Work request:
The lines to copy are those holding the string "merged" in the entries below.
Segment Open
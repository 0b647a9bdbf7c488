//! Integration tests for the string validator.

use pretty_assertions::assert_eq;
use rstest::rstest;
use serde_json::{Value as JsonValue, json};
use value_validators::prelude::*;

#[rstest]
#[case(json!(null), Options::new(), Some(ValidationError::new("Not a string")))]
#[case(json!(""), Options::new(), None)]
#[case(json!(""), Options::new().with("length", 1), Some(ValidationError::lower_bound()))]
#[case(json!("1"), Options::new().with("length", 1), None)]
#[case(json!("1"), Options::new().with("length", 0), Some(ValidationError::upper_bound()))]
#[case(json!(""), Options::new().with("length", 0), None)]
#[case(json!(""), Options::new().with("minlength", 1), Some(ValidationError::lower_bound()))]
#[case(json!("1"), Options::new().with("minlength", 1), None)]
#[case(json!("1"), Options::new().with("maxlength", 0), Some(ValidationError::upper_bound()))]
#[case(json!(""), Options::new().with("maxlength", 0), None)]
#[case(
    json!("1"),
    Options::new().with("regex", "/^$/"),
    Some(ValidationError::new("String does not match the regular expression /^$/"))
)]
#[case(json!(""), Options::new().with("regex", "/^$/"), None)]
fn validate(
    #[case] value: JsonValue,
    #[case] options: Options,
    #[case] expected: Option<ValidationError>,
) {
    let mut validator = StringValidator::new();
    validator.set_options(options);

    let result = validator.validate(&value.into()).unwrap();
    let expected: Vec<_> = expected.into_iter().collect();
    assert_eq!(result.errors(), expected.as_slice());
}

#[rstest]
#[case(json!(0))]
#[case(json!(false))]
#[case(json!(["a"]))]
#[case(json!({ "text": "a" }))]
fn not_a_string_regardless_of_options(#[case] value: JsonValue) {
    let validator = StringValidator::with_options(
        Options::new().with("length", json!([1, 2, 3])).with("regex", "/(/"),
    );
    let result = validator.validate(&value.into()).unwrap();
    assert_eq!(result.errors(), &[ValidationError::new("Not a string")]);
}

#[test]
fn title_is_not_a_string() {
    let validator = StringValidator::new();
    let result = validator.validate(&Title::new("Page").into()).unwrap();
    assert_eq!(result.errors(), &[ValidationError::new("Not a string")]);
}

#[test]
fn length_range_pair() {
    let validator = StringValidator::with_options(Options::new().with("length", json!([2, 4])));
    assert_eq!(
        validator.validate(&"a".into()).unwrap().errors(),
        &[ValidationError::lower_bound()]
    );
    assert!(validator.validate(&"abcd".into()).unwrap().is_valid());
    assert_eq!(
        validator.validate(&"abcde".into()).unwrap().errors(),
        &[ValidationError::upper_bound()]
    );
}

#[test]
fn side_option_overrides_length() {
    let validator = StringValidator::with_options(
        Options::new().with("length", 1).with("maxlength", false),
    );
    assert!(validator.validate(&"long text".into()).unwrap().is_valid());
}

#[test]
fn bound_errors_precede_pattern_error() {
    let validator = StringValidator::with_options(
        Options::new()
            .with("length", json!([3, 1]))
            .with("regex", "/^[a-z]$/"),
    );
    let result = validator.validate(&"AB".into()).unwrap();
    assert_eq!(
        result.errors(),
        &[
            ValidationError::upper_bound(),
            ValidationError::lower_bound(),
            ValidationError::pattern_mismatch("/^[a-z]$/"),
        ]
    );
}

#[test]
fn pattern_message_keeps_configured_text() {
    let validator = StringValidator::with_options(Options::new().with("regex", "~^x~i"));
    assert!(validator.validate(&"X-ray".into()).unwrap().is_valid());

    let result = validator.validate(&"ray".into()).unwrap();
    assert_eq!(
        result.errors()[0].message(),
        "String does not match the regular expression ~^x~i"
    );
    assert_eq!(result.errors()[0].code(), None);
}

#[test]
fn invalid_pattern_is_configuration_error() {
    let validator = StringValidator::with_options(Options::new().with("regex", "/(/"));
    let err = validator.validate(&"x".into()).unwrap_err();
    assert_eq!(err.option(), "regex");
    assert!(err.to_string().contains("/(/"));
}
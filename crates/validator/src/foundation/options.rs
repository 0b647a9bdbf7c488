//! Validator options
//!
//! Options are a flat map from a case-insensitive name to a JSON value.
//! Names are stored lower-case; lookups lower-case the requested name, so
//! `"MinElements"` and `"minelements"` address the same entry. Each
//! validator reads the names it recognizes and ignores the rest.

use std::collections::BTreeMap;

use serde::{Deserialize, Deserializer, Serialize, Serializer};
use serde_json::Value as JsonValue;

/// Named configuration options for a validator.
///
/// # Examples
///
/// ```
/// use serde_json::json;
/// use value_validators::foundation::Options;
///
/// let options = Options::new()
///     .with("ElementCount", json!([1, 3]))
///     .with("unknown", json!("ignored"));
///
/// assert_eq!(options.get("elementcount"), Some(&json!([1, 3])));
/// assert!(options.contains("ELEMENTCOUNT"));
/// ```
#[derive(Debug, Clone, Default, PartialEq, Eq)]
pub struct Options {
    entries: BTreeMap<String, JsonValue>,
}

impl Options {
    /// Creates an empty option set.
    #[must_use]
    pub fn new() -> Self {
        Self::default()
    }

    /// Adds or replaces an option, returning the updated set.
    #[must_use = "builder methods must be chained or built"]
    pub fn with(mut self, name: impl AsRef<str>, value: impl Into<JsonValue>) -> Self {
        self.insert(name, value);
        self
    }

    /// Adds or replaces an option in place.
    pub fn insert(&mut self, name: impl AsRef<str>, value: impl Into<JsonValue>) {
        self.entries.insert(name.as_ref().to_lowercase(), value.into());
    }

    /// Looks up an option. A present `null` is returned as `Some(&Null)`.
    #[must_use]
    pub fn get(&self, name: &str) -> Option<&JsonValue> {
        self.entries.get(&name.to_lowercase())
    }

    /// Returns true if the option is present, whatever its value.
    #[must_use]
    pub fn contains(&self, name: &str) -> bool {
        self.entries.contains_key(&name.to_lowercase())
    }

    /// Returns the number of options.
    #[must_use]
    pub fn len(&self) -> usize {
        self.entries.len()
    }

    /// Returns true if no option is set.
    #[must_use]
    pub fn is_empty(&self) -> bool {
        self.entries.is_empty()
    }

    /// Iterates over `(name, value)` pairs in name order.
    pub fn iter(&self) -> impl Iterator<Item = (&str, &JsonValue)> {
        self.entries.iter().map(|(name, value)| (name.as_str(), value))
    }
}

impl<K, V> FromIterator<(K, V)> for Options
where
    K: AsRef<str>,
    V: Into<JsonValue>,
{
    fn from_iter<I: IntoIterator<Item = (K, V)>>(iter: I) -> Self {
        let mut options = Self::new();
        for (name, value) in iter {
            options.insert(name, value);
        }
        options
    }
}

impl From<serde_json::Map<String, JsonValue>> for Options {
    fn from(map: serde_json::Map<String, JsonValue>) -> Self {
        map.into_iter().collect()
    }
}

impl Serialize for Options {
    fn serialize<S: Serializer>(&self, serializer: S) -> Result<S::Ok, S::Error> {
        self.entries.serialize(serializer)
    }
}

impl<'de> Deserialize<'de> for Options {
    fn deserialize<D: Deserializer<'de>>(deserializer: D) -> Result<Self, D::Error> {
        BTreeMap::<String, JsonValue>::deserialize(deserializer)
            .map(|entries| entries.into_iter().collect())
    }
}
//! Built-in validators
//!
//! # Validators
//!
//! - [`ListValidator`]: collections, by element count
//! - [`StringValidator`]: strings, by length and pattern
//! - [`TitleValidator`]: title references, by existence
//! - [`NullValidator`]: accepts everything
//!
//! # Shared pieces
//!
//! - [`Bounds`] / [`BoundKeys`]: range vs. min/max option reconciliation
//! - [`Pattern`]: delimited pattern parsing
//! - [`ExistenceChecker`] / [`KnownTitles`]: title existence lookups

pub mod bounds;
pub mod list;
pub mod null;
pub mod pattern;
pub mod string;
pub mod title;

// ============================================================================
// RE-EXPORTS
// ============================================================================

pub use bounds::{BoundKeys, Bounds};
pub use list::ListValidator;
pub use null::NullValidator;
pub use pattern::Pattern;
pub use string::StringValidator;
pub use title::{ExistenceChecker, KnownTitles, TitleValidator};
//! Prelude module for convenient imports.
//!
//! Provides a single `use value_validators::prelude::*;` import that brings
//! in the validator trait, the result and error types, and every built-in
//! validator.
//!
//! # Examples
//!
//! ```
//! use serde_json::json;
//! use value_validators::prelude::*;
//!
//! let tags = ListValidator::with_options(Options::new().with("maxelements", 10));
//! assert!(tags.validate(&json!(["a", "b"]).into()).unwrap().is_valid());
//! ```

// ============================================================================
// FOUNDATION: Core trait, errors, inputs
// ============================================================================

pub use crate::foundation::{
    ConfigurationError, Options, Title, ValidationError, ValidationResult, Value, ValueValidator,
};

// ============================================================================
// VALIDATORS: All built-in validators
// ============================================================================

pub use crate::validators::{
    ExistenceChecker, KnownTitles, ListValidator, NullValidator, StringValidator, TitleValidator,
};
Segment Closed
Segment Open
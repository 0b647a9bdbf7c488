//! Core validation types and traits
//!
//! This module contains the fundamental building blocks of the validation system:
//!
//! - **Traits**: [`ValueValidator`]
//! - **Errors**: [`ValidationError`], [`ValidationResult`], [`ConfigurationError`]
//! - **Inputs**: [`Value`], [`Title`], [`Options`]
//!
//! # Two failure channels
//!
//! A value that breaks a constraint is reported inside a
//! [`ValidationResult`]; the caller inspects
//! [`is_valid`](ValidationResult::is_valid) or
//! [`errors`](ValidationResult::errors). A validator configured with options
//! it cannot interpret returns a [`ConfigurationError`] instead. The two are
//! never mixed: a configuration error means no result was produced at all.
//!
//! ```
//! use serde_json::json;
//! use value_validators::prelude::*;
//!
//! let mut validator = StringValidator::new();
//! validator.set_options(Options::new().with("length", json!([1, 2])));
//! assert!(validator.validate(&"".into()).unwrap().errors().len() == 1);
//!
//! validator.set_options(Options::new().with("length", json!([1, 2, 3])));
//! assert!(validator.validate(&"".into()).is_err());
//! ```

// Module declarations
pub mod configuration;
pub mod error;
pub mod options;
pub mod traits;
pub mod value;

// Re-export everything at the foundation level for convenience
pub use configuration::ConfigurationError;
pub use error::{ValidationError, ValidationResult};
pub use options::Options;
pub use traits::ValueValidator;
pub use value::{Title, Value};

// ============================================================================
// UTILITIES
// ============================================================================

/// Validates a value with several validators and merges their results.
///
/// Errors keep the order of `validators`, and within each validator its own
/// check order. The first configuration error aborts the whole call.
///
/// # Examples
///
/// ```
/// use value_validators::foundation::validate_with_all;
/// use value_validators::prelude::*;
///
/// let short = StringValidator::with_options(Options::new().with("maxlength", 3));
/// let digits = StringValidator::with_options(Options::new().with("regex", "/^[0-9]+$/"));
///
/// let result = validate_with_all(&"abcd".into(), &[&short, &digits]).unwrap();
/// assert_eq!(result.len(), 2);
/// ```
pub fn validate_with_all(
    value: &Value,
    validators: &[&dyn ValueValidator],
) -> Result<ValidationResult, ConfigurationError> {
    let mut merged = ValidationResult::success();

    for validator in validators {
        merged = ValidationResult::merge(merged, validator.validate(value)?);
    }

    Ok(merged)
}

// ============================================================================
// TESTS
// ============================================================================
Segment Closed
Task solution:
    let mut merged = ValidationResult::success();
        merged = ValidationResult::merge(merged, validator.validate(value)?);
    Ok(merged)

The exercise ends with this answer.